### RECORD SET ###

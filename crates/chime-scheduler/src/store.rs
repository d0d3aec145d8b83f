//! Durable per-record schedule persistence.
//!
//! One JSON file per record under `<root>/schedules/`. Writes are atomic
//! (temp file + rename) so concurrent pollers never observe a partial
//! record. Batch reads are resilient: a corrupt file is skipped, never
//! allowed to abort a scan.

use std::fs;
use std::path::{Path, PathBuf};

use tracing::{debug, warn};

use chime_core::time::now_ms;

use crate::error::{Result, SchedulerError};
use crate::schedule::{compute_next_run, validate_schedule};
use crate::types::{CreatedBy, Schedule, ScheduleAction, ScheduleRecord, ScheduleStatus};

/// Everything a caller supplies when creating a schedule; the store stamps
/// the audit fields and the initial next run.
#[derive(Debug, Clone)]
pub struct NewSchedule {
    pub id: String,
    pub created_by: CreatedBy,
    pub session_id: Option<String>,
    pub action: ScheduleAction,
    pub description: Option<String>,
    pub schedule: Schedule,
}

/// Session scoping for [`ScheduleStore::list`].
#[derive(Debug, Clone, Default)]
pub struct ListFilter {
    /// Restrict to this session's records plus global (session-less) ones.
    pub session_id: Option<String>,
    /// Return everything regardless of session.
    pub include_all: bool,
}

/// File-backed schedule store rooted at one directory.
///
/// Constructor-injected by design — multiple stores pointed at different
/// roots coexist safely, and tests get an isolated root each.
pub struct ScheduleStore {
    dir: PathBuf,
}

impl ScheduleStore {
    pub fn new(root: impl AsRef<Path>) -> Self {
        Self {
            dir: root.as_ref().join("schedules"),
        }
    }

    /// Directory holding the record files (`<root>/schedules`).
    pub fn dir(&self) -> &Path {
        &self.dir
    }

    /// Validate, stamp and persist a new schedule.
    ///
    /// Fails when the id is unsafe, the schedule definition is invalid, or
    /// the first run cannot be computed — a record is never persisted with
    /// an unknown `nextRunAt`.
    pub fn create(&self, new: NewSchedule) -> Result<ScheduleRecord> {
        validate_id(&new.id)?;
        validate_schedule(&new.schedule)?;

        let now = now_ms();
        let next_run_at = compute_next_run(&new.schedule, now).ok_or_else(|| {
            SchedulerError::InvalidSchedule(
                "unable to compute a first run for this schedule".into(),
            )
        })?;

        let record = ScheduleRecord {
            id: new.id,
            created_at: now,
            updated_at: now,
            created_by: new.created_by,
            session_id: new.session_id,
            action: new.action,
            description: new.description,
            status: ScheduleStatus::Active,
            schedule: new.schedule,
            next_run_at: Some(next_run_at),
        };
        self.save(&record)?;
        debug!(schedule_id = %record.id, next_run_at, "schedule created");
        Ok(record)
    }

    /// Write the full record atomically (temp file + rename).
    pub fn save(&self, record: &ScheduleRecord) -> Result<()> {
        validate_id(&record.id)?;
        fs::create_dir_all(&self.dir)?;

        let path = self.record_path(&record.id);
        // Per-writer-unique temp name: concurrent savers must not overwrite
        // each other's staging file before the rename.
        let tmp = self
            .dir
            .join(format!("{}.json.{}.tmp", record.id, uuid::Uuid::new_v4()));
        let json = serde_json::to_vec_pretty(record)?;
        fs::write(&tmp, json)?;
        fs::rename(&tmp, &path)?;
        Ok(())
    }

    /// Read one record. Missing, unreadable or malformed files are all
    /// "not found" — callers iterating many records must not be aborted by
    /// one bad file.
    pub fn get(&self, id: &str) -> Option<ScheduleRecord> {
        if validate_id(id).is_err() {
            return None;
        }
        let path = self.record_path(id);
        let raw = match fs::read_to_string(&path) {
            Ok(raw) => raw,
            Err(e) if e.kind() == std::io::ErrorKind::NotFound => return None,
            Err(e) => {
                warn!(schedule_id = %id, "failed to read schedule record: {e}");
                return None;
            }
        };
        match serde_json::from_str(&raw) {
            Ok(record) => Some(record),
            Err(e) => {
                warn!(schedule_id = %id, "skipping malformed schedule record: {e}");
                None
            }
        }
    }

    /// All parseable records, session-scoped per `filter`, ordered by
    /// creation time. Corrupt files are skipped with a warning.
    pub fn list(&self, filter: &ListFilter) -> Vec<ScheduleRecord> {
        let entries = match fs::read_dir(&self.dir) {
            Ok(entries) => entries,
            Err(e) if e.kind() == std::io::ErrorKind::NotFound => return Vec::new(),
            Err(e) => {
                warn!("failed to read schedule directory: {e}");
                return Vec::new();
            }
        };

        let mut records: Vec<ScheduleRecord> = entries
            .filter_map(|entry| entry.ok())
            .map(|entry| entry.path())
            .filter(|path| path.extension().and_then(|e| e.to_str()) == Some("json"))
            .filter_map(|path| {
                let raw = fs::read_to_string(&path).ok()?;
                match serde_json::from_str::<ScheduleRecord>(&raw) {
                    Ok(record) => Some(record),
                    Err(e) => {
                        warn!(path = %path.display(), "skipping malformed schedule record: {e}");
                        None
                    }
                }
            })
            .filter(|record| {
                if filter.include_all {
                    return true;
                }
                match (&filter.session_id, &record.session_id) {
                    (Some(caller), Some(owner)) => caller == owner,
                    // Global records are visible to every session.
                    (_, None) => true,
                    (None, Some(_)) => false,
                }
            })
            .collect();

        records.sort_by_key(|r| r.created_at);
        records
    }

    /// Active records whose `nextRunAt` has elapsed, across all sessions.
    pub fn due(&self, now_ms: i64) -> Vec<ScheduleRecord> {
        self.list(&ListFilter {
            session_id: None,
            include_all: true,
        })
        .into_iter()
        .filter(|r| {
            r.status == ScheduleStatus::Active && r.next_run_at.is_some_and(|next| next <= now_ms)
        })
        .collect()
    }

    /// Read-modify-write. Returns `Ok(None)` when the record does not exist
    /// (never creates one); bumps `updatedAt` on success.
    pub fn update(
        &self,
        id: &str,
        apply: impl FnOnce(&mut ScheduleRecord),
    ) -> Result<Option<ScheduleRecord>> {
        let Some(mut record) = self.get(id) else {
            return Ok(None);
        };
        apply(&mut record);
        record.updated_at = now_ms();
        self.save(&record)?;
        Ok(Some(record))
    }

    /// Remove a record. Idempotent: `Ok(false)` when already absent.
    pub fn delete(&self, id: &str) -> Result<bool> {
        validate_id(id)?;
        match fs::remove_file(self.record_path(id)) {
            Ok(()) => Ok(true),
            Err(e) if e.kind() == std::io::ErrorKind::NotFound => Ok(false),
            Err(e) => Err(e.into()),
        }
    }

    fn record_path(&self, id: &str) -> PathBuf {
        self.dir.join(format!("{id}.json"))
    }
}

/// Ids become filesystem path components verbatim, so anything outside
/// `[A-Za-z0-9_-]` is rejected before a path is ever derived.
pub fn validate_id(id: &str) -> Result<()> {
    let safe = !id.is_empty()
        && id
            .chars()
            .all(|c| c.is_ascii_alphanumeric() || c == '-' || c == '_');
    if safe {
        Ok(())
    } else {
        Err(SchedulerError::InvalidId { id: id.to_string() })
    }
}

###

ASSIGNMENT | Check each line of the material for "SchedulerError". Copy the ones that have it.

YOUR RESPONSE |
use crate::error::{Result, SchedulerError};
            SchedulerError::InvalidSchedule(
        Err(SchedulerError::InvalidId { id: id.to_string() })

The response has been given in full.